**What to do**
However many lines the data holds, transcribe them all exactly.

Saved entries:
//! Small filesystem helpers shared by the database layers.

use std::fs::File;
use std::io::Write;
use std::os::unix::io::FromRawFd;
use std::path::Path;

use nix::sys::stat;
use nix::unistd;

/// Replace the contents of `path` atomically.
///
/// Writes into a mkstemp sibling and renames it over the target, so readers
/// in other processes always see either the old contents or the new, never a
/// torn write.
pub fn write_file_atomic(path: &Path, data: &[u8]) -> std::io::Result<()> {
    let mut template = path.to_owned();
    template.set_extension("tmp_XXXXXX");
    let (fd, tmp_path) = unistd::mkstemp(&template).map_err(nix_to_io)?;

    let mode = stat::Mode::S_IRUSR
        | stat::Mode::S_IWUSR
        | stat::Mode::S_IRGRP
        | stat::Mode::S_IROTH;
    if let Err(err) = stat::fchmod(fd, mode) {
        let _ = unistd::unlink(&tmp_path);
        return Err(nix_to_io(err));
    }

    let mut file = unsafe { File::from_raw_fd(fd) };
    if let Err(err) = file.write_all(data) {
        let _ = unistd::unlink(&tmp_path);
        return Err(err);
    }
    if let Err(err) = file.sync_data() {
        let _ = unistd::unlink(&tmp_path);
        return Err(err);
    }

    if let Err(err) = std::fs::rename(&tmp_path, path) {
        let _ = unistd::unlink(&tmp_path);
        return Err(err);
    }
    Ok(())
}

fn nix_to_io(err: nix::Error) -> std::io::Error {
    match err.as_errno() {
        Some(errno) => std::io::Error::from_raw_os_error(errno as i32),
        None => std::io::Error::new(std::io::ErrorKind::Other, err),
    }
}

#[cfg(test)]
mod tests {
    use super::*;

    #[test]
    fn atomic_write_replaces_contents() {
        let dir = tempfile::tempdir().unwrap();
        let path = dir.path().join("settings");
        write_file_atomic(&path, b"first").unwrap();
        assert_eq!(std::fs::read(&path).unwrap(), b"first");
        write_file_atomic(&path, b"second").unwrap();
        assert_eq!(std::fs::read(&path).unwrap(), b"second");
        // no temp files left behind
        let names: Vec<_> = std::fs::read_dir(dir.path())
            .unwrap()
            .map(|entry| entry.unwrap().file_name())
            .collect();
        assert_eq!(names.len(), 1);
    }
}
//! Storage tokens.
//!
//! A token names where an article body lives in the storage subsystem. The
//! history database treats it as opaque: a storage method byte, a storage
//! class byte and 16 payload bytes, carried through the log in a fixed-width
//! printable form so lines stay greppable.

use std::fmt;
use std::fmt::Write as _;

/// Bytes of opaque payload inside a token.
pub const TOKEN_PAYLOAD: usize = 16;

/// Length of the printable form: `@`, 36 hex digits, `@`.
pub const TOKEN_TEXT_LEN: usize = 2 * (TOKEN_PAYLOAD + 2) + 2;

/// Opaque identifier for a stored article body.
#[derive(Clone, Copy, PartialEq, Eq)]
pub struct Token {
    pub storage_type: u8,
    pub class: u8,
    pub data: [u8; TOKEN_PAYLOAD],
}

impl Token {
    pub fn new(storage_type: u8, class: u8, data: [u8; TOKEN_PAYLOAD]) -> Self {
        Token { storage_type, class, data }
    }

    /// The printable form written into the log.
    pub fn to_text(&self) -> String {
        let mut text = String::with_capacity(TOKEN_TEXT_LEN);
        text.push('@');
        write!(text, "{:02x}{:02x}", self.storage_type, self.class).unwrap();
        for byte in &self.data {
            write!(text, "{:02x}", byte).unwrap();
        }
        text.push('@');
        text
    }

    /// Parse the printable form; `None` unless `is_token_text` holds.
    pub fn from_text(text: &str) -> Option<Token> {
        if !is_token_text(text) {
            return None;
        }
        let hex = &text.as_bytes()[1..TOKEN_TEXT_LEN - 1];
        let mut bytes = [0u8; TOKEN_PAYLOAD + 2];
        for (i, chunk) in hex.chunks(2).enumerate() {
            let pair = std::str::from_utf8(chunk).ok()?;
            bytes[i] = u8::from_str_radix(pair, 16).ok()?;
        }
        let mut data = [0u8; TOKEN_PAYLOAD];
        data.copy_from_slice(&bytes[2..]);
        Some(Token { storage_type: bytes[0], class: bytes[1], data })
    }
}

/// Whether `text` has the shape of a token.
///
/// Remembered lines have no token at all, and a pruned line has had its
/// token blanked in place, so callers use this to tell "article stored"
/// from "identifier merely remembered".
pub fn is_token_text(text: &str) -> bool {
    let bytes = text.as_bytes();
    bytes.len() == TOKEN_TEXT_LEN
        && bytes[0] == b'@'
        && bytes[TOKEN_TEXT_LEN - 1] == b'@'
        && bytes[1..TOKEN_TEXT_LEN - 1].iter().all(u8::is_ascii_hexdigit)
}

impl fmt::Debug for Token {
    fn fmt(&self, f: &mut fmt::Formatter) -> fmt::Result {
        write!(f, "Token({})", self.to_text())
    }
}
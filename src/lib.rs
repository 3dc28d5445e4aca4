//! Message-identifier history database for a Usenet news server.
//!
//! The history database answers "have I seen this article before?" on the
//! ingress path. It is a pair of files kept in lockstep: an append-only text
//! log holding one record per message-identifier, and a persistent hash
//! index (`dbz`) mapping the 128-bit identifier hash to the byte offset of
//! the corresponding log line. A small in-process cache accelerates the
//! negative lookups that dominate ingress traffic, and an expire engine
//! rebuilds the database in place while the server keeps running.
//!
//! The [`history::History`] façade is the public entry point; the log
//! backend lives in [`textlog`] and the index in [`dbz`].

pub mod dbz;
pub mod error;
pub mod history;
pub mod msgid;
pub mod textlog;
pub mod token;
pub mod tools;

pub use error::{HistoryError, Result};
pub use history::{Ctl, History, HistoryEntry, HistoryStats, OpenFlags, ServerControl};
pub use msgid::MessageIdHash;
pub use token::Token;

**Task output**
//! Small filesystem helpers shared by the database layers.

use std::fs::File;
use std::io::Write;
use std::os::unix::io::FromRawFd;
use std::path::Path;

use nix::sys::stat;
use nix::unistd;

/// Replace the contents of `path` atomically.
///
/// Writes into a mkstemp sibling and renames it over the target, so readers
/// in other processes always see either the old contents or the new, never a
/// torn write.
pub fn write_file_atomic(path: &Path, data: &[u8]) -> std::io::Result<()> {
    let mut template = path.to_owned();
    template.set_extension("tmp_XXXXXX");
    let (fd, tmp_path) = unistd::mkstemp(&template).map_err(nix_to_io)?;

    let mode = stat::Mode::S_IRUSR
        | stat::Mode::S_IWUSR
        | stat::Mode::S_IRGRP
        | stat::Mode::S_IROTH;
    if let Err(err) = stat::fchmod(fd, mode) {
        let _ = unistd::unlink(&tmp_path);
        return Err(nix_to_io(err));
    }

    let mut file = unsafe { File::from_raw_fd(fd) };
    if let Err(err) = file.write_all(data) {
        let _ = unistd::unlink(&tmp_path);
        return Err(err);
    }
    if let Err(err) = file.sync_data() {
        let _ = unistd::unlink(&tmp_path);
        return Err(err);
    }

    if let Err(err) = std::fs::rename(&tmp_path, path) {
        let _ = unistd::unlink(&tmp_path);
        return Err(err);
    }
    Ok(())
}

fn nix_to_io(err: nix::Error) -> std::io::Error {
    match err.as_errno() {
        Some(errno) => std::io::Error::from_raw_os_error(errno as i32),
        None => std::io::Error::new(std::io::ErrorKind::Other, err),
    }
}

#[cfg(test)]
mod tests {
    use super::*;

    #[test]
    fn atomic_write_replaces_contents() {
        let dir = tempfile::tempdir().unwrap();
        let path = dir.path().join("settings");
        write_file_atomic(&path, b"first").unwrap();
        assert_eq!(std::fs::read(&path).unwrap(), b"first");
        write_file_atomic(&path, b"second").unwrap();
        assert_eq!(std::fs::read(&path).unwrap(), b"second");
        // no temp files left behind
        let names: Vec<_> = std::fs::read_dir(dir.path())
            .unwrap()
            .map(|entry| entry.unwrap().file_name())
            .collect();
        assert_eq!(names.len(), 1);
    }
}
//! Storage tokens.
//!
//! A token names where an article body lives in the storage subsystem. The
//! history database treats it as opaque: a storage method byte, a storage
//! class byte and 16 payload bytes, carried through the log in a fixed-width
//! printable form so lines stay greppable.

use std::fmt;
use std::fmt::Write as _;

/// Bytes of opaque payload inside a token.
pub const TOKEN_PAYLOAD: usize = 16;

/// Length of the printable form: `@`, 36 hex digits, `@`.
pub const TOKEN_TEXT_LEN: usize = 2 * (TOKEN_PAYLOAD + 2) + 2;

/// Opaque identifier for a stored article body.
#[derive(Clone, Copy, PartialEq, Eq)]
pub struct Token {
    pub storage_type: u8,
    pub class: u8,
    pub data: [u8; TOKEN_PAYLOAD],
}

impl Token {
    pub fn new(storage_type: u8, class: u8, data: [u8; TOKEN_PAYLOAD]) -> Self {
        Token { storage_type, class, data }
    }

    /// The printable form written into the log.
    pub fn to_text(&self) -> String {
        let mut text = String::with_capacity(TOKEN_TEXT_LEN);
        text.push('@');
        write!(text, "{:02x}{:02x}", self.storage_type, self.class).unwrap();
        for byte in &self.data {
            write!(text, "{:02x}", byte).unwrap();
        }
        text.push('@');
        text
    }

    /// Parse the printable form; `None` unless `is_token_text` holds.
    pub fn from_text(text: &str) -> Option<Token> {
        if !is_token_text(text) {
            return None;
        }
        let hex = &text.as_bytes()[1..TOKEN_TEXT_LEN - 1];
        let mut bytes = [0u8; TOKEN_PAYLOAD + 2];
        for (i, chunk) in hex.chunks(2).enumerate() {
            let pair = std::str::from_utf8(chunk).ok()?;
            bytes[i] = u8::from_str_radix(pair, 16).ok()?;
        }
        let mut data = [0u8; TOKEN_PAYLOAD];
        data.copy_from_slice(&bytes[2..]);
        Some(Token { storage_type: bytes[0], class: bytes[1], data })
    }
}

/// Whether `text` has the shape of a token.
///
/// Remembered lines have no token at all, and a pruned line has had its
/// token blanked in place, so callers use this to tell "article stored"
/// from "identifier merely remembered".
pub fn is_token_text(text: &str) -> bool {
    let bytes = text.as_bytes();
    bytes.len() == TOKEN_TEXT_LEN
        && bytes[0] == b'@'
        && bytes[TOKEN_TEXT_LEN - 1] == b'@'
        && bytes[1..TOKEN_TEXT_LEN - 1].iter().all(u8::is_ascii_hexdigit)
}

impl fmt::Debug for Token {
    fn fmt(&self, f: &mut fmt::Formatter) -> fmt::Result {
        write!(f, "Token({})", self.to_text())
    }
}
filename src/lib.rs
repository 3dc28d5445e4aca4
//! Message-identifier history database for a Usenet news server.
//!
//! The history database answers "have I seen this article before?" on the
//! ingress path. It is a pair of files kept in lockstep: an append-only text
//! log holding one record per message-identifier, and a persistent hash
//! index (`dbz`) mapping the 128-bit identifier hash to the byte offset of
//! the corresponding log line. A small in-process cache accelerates the
//! negative lookups that dominate ingress traffic, and an expire engine
//! rebuilds the database in place while the server keeps running.
//!
//! The [`history::History`] façade is the public entry point; the log
//! backend lives in [`textlog`] and the index in [`dbz`].

pub mod dbz;
pub mod error;
pub mod history;
pub mod msgid;
pub mod textlog;
pub mod token;
pub mod tools;

pub use error::{HistoryError, Result};
pub use history::{Ctl, History, HistoryEntry, HistoryStats, OpenFlags, ServerControl};
pub use msgid::MessageIdHash;
pub use token::Token;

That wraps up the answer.